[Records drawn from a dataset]

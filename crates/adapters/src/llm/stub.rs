//! Stub provider for testing and offline mode

use std::sync::Mutex;

use async_trait::async_trait;
use post_batcher_domain::{Prompt, ProviderError, TextProvider};

/// Stub provider that replays scripted responses in order
///
/// Once the script is exhausted every call fails with an API error, so a
/// stub can stand in for a provider that runs out of quota mid-session.
pub struct StubProvider {
    name: String,
    responses: Mutex<Vec<String>>,
}

impl StubProvider {
    pub fn new(name: impl Into<String>, responses: Vec<String>) -> Self {
        Self {
            name: name.into(),
            responses: Mutex::new(responses),
        }
    }
}

#[async_trait]
impl TextProvider for StubProvider {
    fn name(&self) -> &str {
        &self.name
    }

    fn is_available(&self) -> bool {
        true
    }

    async fn generate(&self, _prompt: &Prompt) -> Result<String, ProviderError> {
        let mut responses = self
            .responses
            .lock()
            .map_err(|_| ProviderError::Api("stub state poisoned".to_string()))?;
        if responses.is_empty() {
            return Err(ProviderError::Api("stub responses exhausted".to_string()));
        }
        Ok(responses.remove(0))
    }
}
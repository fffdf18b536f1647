//! Publish command - post pending batch items

use anyhow::{Context, Result, bail};
use post_batcher_adapters::{outbox::OutboxPublisher, x::XPublisher};
use post_batcher_domain::{
    BatchStore, Publisher,
    usecases::{PublishConfig, PublishUseCase},
};
use secrecy::SecretString;
use std::path::PathBuf;
use std::sync::Arc;
use std::time::Duration;

use crate::args::PublishArgs;
use crate::commands::{build_batch_store, build_clock, build_history};
use crate::config::AppConfig;

pub async fn execute(args: PublishArgs, config_path: Option<PathBuf>) -> Result<()> {
    let config = AppConfig::load(config_path.as_deref())?;

    let require_approval = args.require_approval;
    if args.outbox.is_some() && !require_approval {
        tracing::warn!("--outbox is ignored without --require-approval");
    }

    let mut dry_run = args.dry_run || config.general.dry_run;
    if require_approval && dry_run {
        tracing::info!("--require-approval overrides dry-run");
        dry_run = false;
    }

    let max_posts = args.count.unwrap_or(config.publish.max_posts);

    tracing::info!(
        dry_run = dry_run,
        require_approval = require_approval,
        max_posts = max_posts,
        batch_path = %config.general.batch_path.display(),
        "Starting post-batcher publish"
    );

    let publisher: Arc<dyn Publisher> = if require_approval {
        let outbox_path = args
            .outbox
            .clone()
            .unwrap_or_else(|| config.publish.outbox_path.clone());
        let outbox = OutboxPublisher::open(&outbox_path, "x")
            .await
            .with_context(|| format!("Failed to open outbox: {}", outbox_path.display()))?;

        tracing::info!(outbox = %outbox.path().display(), "Writing approvals to outbox");
        Arc::new(outbox)
    } else {
        build_x_publisher(&config, dry_run)?
    };

    let batch_store: Arc<dyn BatchStore> = Arc::new(build_batch_store(&config));
    let history = build_history(&config).await?;
    let clock = Arc::new(build_clock(&config)?);

    let use_case = PublishUseCase::new(
        batch_store,
        history,
        publisher,
        clock,
        PublishConfig {
            max_posts,
            delay: Duration::from_secs(config.publish.delay_secs),
            dry_run,
        },
    );

    let report = use_case.run().await.context("Publish run failed")?;

    if dry_run {
        println!(
            "Dry run: would publish {} of {} pending item(s)",
            report.previewed, report.remaining
        );
    } else {
        println!(
            "Published {} item(s), {} remaining",
            report.published, report.remaining
        );
    }

    if report.stopped_on_error {
        bail!("Publishing stopped after a failure; the item stays at the front of the batch");
    }

    Ok(())
}

fn build_x_publisher(config: &AppConfig, dry_run: bool) -> Result<Arc<dyn Publisher>> {
    if dry_run {
        return Ok(Arc::new(XPublisher::disabled()));
    }

    if !config.x.enabled {
        bail!("No publisher enabled: set x.enabled = true or use --require-approval");
    }

    let env_var = &config.x.oauth2_user_token_env;
    let token = std::env::var(env_var)
        .ok()
        .filter(|t| !t.trim().is_empty())
        .with_context(|| format!("Missing X user token env var {}", env_var))?;

    Ok(Arc::new(XPublisher::new(
        SecretString::new(token.into()),
        config.x.max_chars,
    )?))
}
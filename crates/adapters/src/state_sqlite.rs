//! SQLite history log implementation

use async_trait::async_trait;
use post_batcher_domain::{HistoryError, HistoryLog, PublishedRecord};
use sqlx::{SqlitePool, sqlite::SqlitePoolOptions};
use std::collections::HashSet;
use std::path::Path;
use time::format_description::well_known::Rfc3339;

/// SQLite-backed history log
pub struct SqliteHistoryLog {
    pool: SqlitePool,
}

impl SqliteHistoryLog {
    /// Open (or create) the history database
    pub async fn new(db_path: impl AsRef<Path>) -> Result<Self, HistoryError> {
        let db_path = db_path.as_ref();

        if let Some(parent) = db_path.parent() {
            if !parent.as_os_str().is_empty() {
                tokio::fs::create_dir_all(parent).await?;
            }
        }

        let db_url = format!("sqlite:{}?mode=rwc", db_path.display());

        let pool = SqlitePoolOptions::new()
            .max_connections(5)
            .connect(&db_url)
            .await
            .map_err(|e| HistoryError::Database(e.to_string()))?;

        let log = Self { pool };
        log.run_migrations().await?;

        Ok(log)
    }

    /// Create an in-memory SQLite log (for testing)
    pub async fn in_memory() -> Result<Self, HistoryError> {
        let pool = SqlitePoolOptions::new()
            .max_connections(1)
            .connect("sqlite::memory:")
            .await
            .map_err(|e| HistoryError::Database(e.to_string()))?;

        let log = Self { pool };
        log.run_migrations().await?;

        Ok(log)
    }

    async fn run_migrations(&self) -> Result<(), HistoryError> {
        sqlx::query(
            r#"
            CREATE TABLE IF NOT EXISTS published_posts (
                id TEXT PRIMARY KEY,
                post_id TEXT NOT NULL,
                platform TEXT NOT NULL,
                text TEXT NOT NULL,
                published_at TEXT NOT NULL
            )
            "#,
        )
        .execute(&self.pool)
        .await
        .map_err(|e| HistoryError::Database(e.to_string()))?;

        sqlx::query("CREATE INDEX IF NOT EXISTS idx_published_text ON published_posts(text)")
            .execute(&self.pool)
            .await
            .map_err(|e| HistoryError::Database(e.to_string()))?;

        Ok(())
    }
}

#[async_trait]
impl HistoryLog for SqliteHistoryLog {
    async fn load_seen(&self) -> Result<HashSet<String>, HistoryError> {
        let rows: Vec<(String,)> = sqlx::query_as("SELECT DISTINCT text FROM published_posts")
            .fetch_all(&self.pool)
            .await
            .map_err(|e| HistoryError::Database(e.to_string()))?;

        Ok(rows.into_iter().map(|(text,)| text).collect())
    }

    async fn record_published(&self, record: &PublishedRecord) -> Result<(), HistoryError> {
        let published_at = record
            .published_at
            .format(&Rfc3339)
            .map_err(|e| HistoryError::Serialization(e.to_string()))?;

        sqlx::query(
            r#"
            INSERT INTO published_posts (id, post_id, platform, text, published_at)
            VALUES (?, ?, ?, ?, ?)
            "#,
        )
        .bind(record.id.to_string())
        .bind(&record.post_id)
        .bind(&record.platform)
        .bind(&record.text)
        .bind(&published_at)
        .execute(&self.pool)
        .await
        .map_err(|e| HistoryError::Database(e.to_string()))?;

        Ok(())
    }
}
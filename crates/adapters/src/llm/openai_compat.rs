//! OpenAI-compatible chat completions adapter (OpenAI, OpenRouter, generic)

use async_trait::async_trait;
use post_batcher_domain::{Prompt, ProviderError, TextProvider};
use reqwest::Client;
use secrecy::{ExposeSecret, SecretString};
use serde::{Deserialize, Serialize};

use super::{LlmConfig, SYSTEM_PROMPT, build_client, check_status, send_error};

pub const OPENAI_BASE_URL: &str = "https://api.openai.com/v1";
pub const OPENROUTER_BASE_URL: &str = "https://openrouter.ai/api/v1";

/// Chat completions provider for any OpenAI-compatible endpoint
pub struct OpenAiCompatProvider {
    name: String,
    client: Client,
    api_key: SecretString,
    base_url: String,
    extra_headers: Vec<(String, String)>,
    config: LlmConfig,
}

impl OpenAiCompatProvider {
    pub fn new(
        name: impl Into<String>,
        api_key: SecretString,
        base_url: impl Into<String>,
        config: LlmConfig,
    ) -> Result<Self, ProviderError> {
        let client = build_client(config.timeout_secs)?;
        let base_url: String = base_url.into();

        Ok(Self {
            name: name.into(),
            client,
            api_key,
            base_url: base_url.trim_end_matches('/').to_string(),
            extra_headers: vec![],
            config,
        })
    }

    /// Extra request headers (e.g. OpenRouter's `HTTP-Referer` and `X-Title`)
    pub fn with_headers(mut self, headers: Vec<(String, String)>) -> Self {
        self.extra_headers = headers;
        self
    }
}

#[derive(Serialize)]
struct ChatCompletionRequest {
    model: String,
    messages: Vec<ChatMessage>,
    #[serde(skip_serializing_if = "Option::is_none")]
    temperature: Option<f64>,
    #[serde(skip_serializing_if = "Option::is_none")]
    max_tokens: Option<u32>,
}

#[derive(Serialize)]
struct ChatMessage {
    role: &'static str,
    content: String,
}

#[derive(Deserialize)]
struct ChatCompletionResponse {
    choices: Vec<Choice>,
}

#[derive(Deserialize)]
struct Choice {
    message: ResponseMessage,
}

#[derive(Deserialize)]
struct ResponseMessage {
    content: Option<String>,
}

#[async_trait]
impl TextProvider for OpenAiCompatProvider {
    fn name(&self) -> &str {
        &self.name
    }

    fn is_available(&self) -> bool {
        !self.api_key.expose_secret().is_empty()
    }

    async fn generate(&self, prompt: &Prompt) -> Result<String, ProviderError> {
        let request = ChatCompletionRequest {
            model: self.config.model.clone(),
            messages: vec![
                ChatMessage {
                    role: "system",
                    content: SYSTEM_PROMPT.to_string(),
                },
                ChatMessage {
                    role: "user",
                    content: prompt.as_str().to_string(),
                },
            ],
            temperature: Some(self.config.temperature),
            max_tokens: Some(self.config.max_output_tokens),
        };

        let url = format!("{}/chat/completions", self.base_url);

        let mut builder = self
            .client
            .post(&url)
            .bearer_auth(self.api_key.expose_secret())
            .json(&request);
        for (name, value) in &self.extra_headers {
            builder = builder.header(name.as_str(), value.as_str());
        }

        let response = check_status(builder.send().await.map_err(send_error)?).await?;

        let api_response: ChatCompletionResponse = response
            .json()
            .await
            .map_err(|e| ProviderError::InvalidFormat(e.to_string()))?;

        let text = api_response
            .choices
            .into_iter()
            .filter_map(|c| c.message.content)
            .collect::<Vec<_>>()
            .join("");

        if text.trim().is_empty() {
            return Err(ProviderError::Empty);
        }

        Ok(text)
    }
}

#[cfg(test)]
mod tests {
    use super::*;
    use wiremock::matchers::{header, method, path};
    use wiremock::{Mock, MockServer, ResponseTemplate};

    fn provider(server: &MockServer) -> OpenAiCompatProvider {
        OpenAiCompatProvider::new(
            "openai:gpt-4o-mini",
            SecretString::new("test-key".into()),
            format!("{}/v1/", server.uri()),
            LlmConfig::default(),
        )
        .unwrap()
    }

    #[tokio::test]
    async fn test_generate_returns_message_content() {
        let server = MockServer::start().await;
        Mock::given(method("POST"))
            .and(path("/v1/chat/completions"))
            .and(header("authorization", "Bearer test-key"))
            .and(header("x-title", "post-batcher"))
            .respond_with(ResponseTemplate::new(200).set_body_json(serde_json::json!({
                "choices": [{"message": {"role": "assistant", "content": "Tweet 1: Hello"}}]
            })))
            .expect(1)
            .mount(&server)
            .await;

        let provider = provider(&server)
            .with_headers(vec![("X-Title".to_string(), "post-batcher".to_string())]);
        let text = provider.generate(&Prompt::new("Write")).await.unwrap();

        assert_eq!(text, "Tweet 1: Hello");
    }

    #[tokio::test]
    async fn test_status_codes_map_to_errors() {
        let server = MockServer::start().await;
        Mock::given(method("POST"))
            .respond_with(ResponseTemplate::new(401).set_body_string("invalid api key"))
            .mount(&server)
            .await;

        let err = provider(&server)
            .generate(&Prompt::new("Write"))
            .await
            .unwrap_err();

        assert!(matches!(err, ProviderError::Auth(_)));
        assert!(!err.is_retryable());
    }

    #[tokio::test]
    async fn test_rate_limit_is_retryable() {
        let server = MockServer::start().await;
        Mock::given(method("POST"))
            .respond_with(ResponseTemplate::new(429))
            .mount(&server)
            .await;

        let err = provider(&server)
            .generate(&Prompt::new("Write"))
            .await
            .unwrap_err();

        assert!(matches!(err, ProviderError::RateLimited));
    }

    #[tokio::test]
    async fn test_null_content_is_empty() {
        let server = MockServer::start().await;
        Mock::given(method("POST"))
            .respond_with(ResponseTemplate::new(200).set_body_json(serde_json::json!({
                "choices": [{"message": {"content": null}}]
            })))
            .mount(&server)
            .await;

        let err = provider(&server)
            .generate(&Prompt::new("Write"))
            .await
            .unwrap_err();

        assert!(matches!(err, ProviderError::Empty));
    }
}
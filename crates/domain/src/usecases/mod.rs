//! Application use cases / business logic

pub mod chain;
pub mod generate;
pub mod publish;

pub use chain::{ChainConfig, ChainFailure, ProviderChain};
pub use generate::{GenerationConfig, GenerationSession, SessionError, SessionResult};
pub use publish::{PublishConfig, PublishReport, PublishRunError, PublishUseCase};
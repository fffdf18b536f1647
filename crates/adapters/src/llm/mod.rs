//! LLM provider adapters

pub mod anthropic;
pub mod gemini;
pub mod ollama;
pub mod openai_compat;
pub mod stub;

pub use anthropic::AnthropicProvider;
pub use gemini::GeminiProvider;
pub use ollama::OllamaProvider;
pub use openai_compat::OpenAiCompatProvider;
pub use stub::StubProvider;

use async_trait::async_trait;
use post_batcher_domain::{Prompt, ProviderError, TextProvider};
use reqwest::{Client, Response, StatusCode};
use serde::{Deserialize, Serialize};
use std::time::Duration;

/// System message sent alongside every prompt
pub(crate) const SYSTEM_PROMPT: &str =
    "You write short, upbeat social media posts. Follow the requested output format exactly.";

/// Common LLM configuration
#[derive(Debug, Clone, Serialize, Deserialize)]
pub struct LlmConfig {
    /// Model name/ID
    pub model: String,
    /// Sampling temperature
    pub temperature: f64,
    /// Maximum output tokens
    pub max_output_tokens: u32,
    /// Request timeout in seconds
    pub timeout_secs: u64,
}

impl Default for LlmConfig {
    fn default() -> Self {
        Self {
            model: "gpt-4o-mini".to_string(),
            temperature: 0.9,
            max_output_tokens: 1500,
            timeout_secs: 30,
        }
    }
}

pub(crate) fn build_client(timeout_secs: u64) -> Result<Client, ProviderError> {
    Client::builder()
        .timeout(Duration::from_secs(timeout_secs))
        .build()
        .map_err(|e| ProviderError::Config(format!("Failed to build HTTP client: {}", e)))
}

pub(crate) fn send_error(error: reqwest::Error) -> ProviderError {
    if error.is_timeout() {
        ProviderError::Timeout
    } else {
        ProviderError::Network(error.to_string())
    }
}

/// Map a non-success HTTP status into the provider error taxonomy
pub(crate) async fn check_status(response: Response) -> Result<Response, ProviderError> {
    let status = response.status();
    if status.is_success() {
        return Ok(response);
    }

    let body = response.text().await.unwrap_or_default();
    let message = format!("API returned {}: {}", status, truncate(&body, 300));

    Err(match status {
        StatusCode::TOO_MANY_REQUESTS => ProviderError::RateLimited,
        StatusCode::UNAUTHORIZED | StatusCode::FORBIDDEN => ProviderError::Auth(message),
        s if s.is_server_error() => ProviderError::Api(message),
        _ => ProviderError::InvalidRequest(message),
    })
}

fn truncate(text: &str, max: usize) -> &str {
    match text.char_indices().nth(max) {
        Some((idx, _)) => &text[..idx],
        None => text,
    }
}

/// Chain link whose credential precondition is not met
///
/// Skipped by the chain without counting as a failure.
pub struct UnavailableProvider {
    name: String,
    reason: String,
}

impl UnavailableProvider {
    pub fn new(name: impl Into<String>, reason: impl Into<String>) -> Self {
        Self {
            name: name.into(),
            reason: reason.into(),
        }
    }
}

#[async_trait]
impl TextProvider for UnavailableProvider {
    fn name(&self) -> &str {
        &self.name
    }

    fn is_available(&self) -> bool {
        false
    }

    async fn generate(&self, _prompt: &Prompt) -> Result<String, ProviderError> {
        Err(ProviderError::Config(self.reason.clone()))
    }
}

#[cfg(test)]
mod tests {
    use super::*;

    #[test]
    fn test_truncate_respects_char_boundaries() {
        assert_eq!(truncate("héllo", 2), "hé");
        assert_eq!(truncate("hi", 10), "hi");
    }

    #[tokio::test]
    async fn test_unavailable_provider_reports_reason() {
        let provider = UnavailableProvider::new("openai:gpt-4o", "OPENAI_API_KEY not set");
        assert!(!provider.is_available());
        let err = provider.generate(&Prompt::new("x")).await.unwrap_err();
        assert!(matches!(err, ProviderError::Config(msg) if msg.contains("OPENAI_API_KEY")));
    }
}
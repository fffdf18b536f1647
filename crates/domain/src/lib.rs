//! post-batcher domain crate
//!
//! This crate contains the core domain logic following hexagonal architecture:
//! - `model`: Domain entities and value objects
//! - `ports`: Trait definitions for external dependencies (adapters)
//! - `usecases`: Provider chain, generation session and publishing
//! - `policy`: Acceptance constraints for generated candidates
//! - `format`: Block delimiter grammar and extractor
//! - `prompt`: Prompt templates

pub mod format;
pub mod model;
pub mod policy;
pub mod ports;
pub mod prompt;
pub mod usecases;

pub use model::*;
pub use ports::*;
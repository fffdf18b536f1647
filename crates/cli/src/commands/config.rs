//! Config command - configuration management

use anyhow::{Context, Result};
use std::fs;

use crate::args::{ConfigArgs, ConfigCommands};
use crate::config::AppConfig;

pub async fn execute(args: ConfigArgs) -> Result<()> {
    match args.command {
        ConfigCommands::Init { path, force } => init_config(path, force).await,
    }
}

async fn init_config(path: std::path::PathBuf, force: bool) -> Result<()> {
    if path.exists() && !force {
        anyhow::bail!(
            "Config file already exists: {}. Use --force to overwrite.",
            path.display()
        );
    }

    let content = AppConfig::example_toml();

    // Create parent directories if needed
    if let Some(parent) = path.parent() {
        if !parent.as_os_str().is_empty() && !parent.exists() {
            fs::create_dir_all(parent)
                .with_context(|| format!("Failed to create directory: {}", parent.display()))?;
        }
    }

    fs::write(&path, content)
        .with_context(|| format!("Failed to write config file: {}", path.display()))?;

    println!("Created config file: {}", path.display());
    println!();
    println!("Next steps:");
    println!("  1. Export the API key variables named in [[providers]]");
    println!("  2. Fill [reserve] with fallback posts");
    println!("  3. Run 'post-batcher doctor' to validate your setup");
    println!("  4. Run 'post-batcher generate' then 'post-batcher publish --dry-run'");

    Ok(())
}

DESCRIPTION OF THE TASK:
In the entries above, find each line with the word "that" and copy it.

RESPONSE BELOW:
/// Stub provider that replays scripted responses in order
/// stub can stand in for a provider that runs out of quota mid-session.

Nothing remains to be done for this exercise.